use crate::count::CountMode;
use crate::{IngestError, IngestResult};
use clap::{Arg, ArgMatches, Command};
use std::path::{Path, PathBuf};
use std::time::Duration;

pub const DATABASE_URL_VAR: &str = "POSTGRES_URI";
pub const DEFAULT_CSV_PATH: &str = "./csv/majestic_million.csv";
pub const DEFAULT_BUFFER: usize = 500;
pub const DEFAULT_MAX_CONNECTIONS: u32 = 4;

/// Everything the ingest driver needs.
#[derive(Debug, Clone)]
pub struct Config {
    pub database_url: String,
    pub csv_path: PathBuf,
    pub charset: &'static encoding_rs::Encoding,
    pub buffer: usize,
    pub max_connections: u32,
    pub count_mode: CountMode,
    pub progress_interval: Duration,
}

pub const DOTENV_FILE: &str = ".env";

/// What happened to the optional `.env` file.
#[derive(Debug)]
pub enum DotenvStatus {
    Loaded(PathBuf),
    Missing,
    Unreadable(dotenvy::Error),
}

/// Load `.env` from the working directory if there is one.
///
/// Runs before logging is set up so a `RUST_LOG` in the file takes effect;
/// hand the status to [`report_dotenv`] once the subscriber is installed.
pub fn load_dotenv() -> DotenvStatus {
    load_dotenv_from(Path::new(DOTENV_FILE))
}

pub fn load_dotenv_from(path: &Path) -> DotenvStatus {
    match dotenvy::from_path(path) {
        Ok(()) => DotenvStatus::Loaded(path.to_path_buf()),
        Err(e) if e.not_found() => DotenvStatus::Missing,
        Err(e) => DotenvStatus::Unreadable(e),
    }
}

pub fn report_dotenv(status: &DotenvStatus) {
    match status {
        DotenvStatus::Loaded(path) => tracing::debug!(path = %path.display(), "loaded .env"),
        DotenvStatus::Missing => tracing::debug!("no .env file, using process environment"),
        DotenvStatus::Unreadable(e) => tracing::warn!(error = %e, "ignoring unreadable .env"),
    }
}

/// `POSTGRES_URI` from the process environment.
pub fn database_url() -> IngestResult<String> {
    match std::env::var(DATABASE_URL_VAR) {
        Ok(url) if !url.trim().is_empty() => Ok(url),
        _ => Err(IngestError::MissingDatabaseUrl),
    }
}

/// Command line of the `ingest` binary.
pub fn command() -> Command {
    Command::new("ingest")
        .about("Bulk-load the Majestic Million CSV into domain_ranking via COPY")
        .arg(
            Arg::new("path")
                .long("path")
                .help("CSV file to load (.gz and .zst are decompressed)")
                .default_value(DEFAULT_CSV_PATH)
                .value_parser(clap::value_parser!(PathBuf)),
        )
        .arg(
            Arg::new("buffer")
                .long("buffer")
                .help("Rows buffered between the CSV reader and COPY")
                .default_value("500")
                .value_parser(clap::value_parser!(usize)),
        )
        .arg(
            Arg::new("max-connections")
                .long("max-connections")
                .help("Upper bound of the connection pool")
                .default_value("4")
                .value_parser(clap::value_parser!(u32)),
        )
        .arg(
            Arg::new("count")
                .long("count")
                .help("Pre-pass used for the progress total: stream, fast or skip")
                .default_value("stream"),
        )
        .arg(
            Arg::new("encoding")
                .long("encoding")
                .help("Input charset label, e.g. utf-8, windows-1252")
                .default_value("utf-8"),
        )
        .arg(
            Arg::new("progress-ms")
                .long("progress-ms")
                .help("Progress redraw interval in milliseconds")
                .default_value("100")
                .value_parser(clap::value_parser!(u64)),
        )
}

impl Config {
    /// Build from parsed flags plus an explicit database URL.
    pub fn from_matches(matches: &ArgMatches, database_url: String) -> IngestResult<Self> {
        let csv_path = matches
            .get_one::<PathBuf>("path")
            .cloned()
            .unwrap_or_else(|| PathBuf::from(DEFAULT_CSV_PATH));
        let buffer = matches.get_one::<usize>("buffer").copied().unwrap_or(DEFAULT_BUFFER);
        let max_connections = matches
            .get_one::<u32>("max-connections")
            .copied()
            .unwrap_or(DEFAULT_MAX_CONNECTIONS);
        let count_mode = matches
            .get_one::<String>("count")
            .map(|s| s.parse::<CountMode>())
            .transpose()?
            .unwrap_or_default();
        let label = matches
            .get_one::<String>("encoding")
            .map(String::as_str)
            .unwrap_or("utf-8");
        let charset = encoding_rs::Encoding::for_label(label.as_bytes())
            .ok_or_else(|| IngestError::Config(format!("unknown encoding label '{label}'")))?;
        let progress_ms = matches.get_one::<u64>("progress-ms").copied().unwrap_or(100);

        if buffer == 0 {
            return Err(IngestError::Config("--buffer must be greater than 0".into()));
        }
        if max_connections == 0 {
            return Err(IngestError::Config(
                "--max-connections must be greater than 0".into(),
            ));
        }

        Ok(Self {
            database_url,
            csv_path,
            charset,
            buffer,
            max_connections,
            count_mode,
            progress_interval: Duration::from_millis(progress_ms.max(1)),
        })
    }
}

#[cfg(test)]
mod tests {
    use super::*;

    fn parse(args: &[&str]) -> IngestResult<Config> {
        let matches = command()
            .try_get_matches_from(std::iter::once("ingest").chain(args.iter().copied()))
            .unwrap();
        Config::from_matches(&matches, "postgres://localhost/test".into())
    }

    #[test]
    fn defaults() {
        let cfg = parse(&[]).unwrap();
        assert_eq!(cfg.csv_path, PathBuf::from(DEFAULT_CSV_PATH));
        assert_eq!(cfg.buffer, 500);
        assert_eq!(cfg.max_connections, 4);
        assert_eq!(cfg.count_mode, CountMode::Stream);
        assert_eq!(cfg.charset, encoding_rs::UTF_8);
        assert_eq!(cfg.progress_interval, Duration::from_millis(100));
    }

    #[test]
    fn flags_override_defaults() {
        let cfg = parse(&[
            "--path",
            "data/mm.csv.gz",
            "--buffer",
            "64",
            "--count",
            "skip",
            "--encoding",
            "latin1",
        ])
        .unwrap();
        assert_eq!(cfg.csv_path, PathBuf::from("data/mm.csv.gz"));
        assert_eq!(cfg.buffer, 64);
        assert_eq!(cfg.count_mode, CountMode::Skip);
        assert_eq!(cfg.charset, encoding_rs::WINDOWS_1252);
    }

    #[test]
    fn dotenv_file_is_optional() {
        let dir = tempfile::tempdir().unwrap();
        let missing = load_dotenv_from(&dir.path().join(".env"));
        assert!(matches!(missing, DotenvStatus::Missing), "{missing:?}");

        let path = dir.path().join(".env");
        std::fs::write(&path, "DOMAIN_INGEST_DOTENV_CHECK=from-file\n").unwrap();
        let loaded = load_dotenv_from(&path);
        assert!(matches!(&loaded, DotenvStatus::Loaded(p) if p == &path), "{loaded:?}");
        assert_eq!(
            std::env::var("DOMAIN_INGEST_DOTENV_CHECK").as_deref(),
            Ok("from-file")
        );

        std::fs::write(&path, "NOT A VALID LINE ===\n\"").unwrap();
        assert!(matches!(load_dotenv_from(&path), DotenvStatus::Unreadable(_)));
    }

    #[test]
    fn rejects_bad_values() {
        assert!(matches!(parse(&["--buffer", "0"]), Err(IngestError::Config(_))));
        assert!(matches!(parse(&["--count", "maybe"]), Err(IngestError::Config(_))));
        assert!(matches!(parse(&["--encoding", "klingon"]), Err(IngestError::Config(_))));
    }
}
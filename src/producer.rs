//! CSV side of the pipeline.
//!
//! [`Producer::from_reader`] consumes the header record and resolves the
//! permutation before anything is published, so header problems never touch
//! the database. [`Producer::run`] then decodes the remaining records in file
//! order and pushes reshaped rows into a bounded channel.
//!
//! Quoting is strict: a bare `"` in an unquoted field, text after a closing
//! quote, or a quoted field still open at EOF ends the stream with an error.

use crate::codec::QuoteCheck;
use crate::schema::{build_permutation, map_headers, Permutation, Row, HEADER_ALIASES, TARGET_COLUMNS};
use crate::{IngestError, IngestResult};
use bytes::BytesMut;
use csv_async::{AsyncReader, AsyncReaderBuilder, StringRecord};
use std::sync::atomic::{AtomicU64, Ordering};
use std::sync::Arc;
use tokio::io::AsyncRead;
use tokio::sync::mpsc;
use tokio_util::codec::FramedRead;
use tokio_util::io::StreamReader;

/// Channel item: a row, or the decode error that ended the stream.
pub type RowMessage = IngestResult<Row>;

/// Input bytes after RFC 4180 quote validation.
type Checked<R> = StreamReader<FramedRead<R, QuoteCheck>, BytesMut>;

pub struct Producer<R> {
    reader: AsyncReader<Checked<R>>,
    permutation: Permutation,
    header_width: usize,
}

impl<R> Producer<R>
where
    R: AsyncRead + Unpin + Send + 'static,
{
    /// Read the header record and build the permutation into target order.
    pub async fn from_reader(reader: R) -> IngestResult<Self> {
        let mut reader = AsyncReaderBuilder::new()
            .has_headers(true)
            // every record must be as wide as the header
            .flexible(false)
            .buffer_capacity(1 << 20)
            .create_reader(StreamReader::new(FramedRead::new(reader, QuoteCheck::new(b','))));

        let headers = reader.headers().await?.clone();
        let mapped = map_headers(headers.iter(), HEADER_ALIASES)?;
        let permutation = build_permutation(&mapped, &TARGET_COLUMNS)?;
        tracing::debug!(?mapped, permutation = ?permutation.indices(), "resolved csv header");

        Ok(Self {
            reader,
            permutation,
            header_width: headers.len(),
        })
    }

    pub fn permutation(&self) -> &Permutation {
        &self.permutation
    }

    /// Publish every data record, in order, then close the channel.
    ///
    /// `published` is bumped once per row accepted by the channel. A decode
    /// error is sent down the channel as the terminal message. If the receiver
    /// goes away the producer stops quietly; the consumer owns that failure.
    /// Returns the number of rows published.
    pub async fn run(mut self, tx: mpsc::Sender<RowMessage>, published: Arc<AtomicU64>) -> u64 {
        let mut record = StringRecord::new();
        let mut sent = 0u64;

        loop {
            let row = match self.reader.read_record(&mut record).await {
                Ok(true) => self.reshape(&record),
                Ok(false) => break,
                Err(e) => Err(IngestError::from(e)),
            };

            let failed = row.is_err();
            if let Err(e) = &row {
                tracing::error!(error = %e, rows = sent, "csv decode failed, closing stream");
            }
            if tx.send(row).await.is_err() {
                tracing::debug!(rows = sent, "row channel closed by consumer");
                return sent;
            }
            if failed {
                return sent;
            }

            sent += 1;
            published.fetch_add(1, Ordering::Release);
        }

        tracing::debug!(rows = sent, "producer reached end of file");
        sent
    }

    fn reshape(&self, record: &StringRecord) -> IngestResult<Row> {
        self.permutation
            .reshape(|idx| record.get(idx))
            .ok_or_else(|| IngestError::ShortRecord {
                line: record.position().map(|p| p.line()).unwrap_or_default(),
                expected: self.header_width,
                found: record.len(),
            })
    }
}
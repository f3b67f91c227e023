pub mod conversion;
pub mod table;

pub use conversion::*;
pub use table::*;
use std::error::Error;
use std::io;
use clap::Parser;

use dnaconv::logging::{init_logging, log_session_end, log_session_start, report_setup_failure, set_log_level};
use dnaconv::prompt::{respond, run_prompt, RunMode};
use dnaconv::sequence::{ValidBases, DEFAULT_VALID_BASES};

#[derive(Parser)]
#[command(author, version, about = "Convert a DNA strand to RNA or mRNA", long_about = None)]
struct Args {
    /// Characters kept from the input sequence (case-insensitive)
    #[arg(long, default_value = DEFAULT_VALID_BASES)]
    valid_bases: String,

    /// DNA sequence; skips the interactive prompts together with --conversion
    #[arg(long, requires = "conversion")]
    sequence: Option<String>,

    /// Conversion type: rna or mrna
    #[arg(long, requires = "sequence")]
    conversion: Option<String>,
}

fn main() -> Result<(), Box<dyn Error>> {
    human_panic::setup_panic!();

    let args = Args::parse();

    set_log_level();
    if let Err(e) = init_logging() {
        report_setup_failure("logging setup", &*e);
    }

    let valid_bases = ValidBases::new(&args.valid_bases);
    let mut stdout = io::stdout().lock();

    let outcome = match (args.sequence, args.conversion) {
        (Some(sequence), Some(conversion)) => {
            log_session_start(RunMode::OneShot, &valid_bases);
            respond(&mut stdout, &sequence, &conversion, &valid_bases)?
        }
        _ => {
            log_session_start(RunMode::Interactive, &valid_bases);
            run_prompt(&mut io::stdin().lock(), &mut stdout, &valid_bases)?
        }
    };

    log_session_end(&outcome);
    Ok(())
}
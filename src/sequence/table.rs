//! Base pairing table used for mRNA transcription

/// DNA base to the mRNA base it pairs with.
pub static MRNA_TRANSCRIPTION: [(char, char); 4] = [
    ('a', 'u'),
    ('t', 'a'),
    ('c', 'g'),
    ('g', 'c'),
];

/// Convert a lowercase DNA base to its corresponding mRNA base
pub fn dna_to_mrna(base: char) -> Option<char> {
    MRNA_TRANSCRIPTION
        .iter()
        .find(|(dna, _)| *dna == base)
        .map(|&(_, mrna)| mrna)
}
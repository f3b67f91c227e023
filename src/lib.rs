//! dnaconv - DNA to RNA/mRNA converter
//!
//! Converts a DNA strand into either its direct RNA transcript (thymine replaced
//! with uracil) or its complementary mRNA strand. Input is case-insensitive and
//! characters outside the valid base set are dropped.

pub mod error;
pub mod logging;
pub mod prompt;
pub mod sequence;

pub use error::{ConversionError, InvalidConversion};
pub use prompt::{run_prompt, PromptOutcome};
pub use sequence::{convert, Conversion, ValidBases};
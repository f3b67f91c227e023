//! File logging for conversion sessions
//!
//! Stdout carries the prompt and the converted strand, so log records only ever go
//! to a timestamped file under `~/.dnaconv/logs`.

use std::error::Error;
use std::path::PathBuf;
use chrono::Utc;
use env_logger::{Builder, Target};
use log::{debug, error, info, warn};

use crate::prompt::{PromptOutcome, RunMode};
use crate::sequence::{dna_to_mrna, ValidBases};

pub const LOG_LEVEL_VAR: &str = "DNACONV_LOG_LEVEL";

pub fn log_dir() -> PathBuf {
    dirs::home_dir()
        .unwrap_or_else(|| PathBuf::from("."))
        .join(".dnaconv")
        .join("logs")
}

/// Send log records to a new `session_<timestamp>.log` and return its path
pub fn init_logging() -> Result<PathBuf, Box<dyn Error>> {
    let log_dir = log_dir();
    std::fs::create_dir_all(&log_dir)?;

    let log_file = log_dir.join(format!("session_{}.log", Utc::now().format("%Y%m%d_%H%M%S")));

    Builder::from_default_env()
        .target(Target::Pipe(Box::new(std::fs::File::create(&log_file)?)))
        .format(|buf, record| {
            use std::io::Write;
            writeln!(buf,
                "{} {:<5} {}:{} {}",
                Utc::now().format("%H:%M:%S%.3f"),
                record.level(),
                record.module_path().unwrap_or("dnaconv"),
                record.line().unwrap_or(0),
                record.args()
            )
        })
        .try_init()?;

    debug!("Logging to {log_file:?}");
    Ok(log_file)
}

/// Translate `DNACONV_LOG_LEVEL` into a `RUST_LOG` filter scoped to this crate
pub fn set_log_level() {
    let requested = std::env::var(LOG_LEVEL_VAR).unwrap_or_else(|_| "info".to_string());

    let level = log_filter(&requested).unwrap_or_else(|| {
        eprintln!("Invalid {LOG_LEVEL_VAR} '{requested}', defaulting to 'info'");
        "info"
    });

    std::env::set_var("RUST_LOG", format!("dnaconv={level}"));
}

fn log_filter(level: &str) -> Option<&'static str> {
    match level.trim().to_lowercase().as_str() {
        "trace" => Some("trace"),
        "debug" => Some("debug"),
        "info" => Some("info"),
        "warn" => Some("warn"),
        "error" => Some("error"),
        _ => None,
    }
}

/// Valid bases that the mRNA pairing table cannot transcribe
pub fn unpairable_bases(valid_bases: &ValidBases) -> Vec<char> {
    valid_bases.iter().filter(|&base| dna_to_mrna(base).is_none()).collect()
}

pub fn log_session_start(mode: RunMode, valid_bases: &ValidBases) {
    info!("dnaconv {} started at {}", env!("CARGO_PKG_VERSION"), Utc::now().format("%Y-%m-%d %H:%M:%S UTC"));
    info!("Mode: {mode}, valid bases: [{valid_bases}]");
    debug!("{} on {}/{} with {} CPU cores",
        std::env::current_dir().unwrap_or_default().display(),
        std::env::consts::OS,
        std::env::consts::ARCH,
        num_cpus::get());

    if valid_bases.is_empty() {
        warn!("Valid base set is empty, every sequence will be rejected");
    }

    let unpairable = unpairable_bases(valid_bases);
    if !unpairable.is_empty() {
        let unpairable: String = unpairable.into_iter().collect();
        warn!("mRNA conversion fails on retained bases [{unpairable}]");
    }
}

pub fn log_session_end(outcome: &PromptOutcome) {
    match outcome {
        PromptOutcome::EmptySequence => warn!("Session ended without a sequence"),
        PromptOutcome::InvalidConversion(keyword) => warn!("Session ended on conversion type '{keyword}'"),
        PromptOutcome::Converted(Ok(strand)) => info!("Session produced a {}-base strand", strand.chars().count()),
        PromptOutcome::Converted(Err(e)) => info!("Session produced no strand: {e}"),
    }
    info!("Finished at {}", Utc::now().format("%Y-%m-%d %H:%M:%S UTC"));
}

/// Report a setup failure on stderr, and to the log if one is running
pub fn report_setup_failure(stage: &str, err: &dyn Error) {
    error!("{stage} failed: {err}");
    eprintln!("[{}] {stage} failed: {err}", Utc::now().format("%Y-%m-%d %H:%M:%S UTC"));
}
#####
Work through the entries, filtering for the string "label", and copy each line that holds it.

                .help("Input charset label, e.g. utf-8, windows-1252")
        let label = matches
        let charset = encoding_rs::Encoding::for_label(label.as_bytes())
            .ok_or_else(|| IngestError::Config(format!("unknown encoding label '{label}'")))?;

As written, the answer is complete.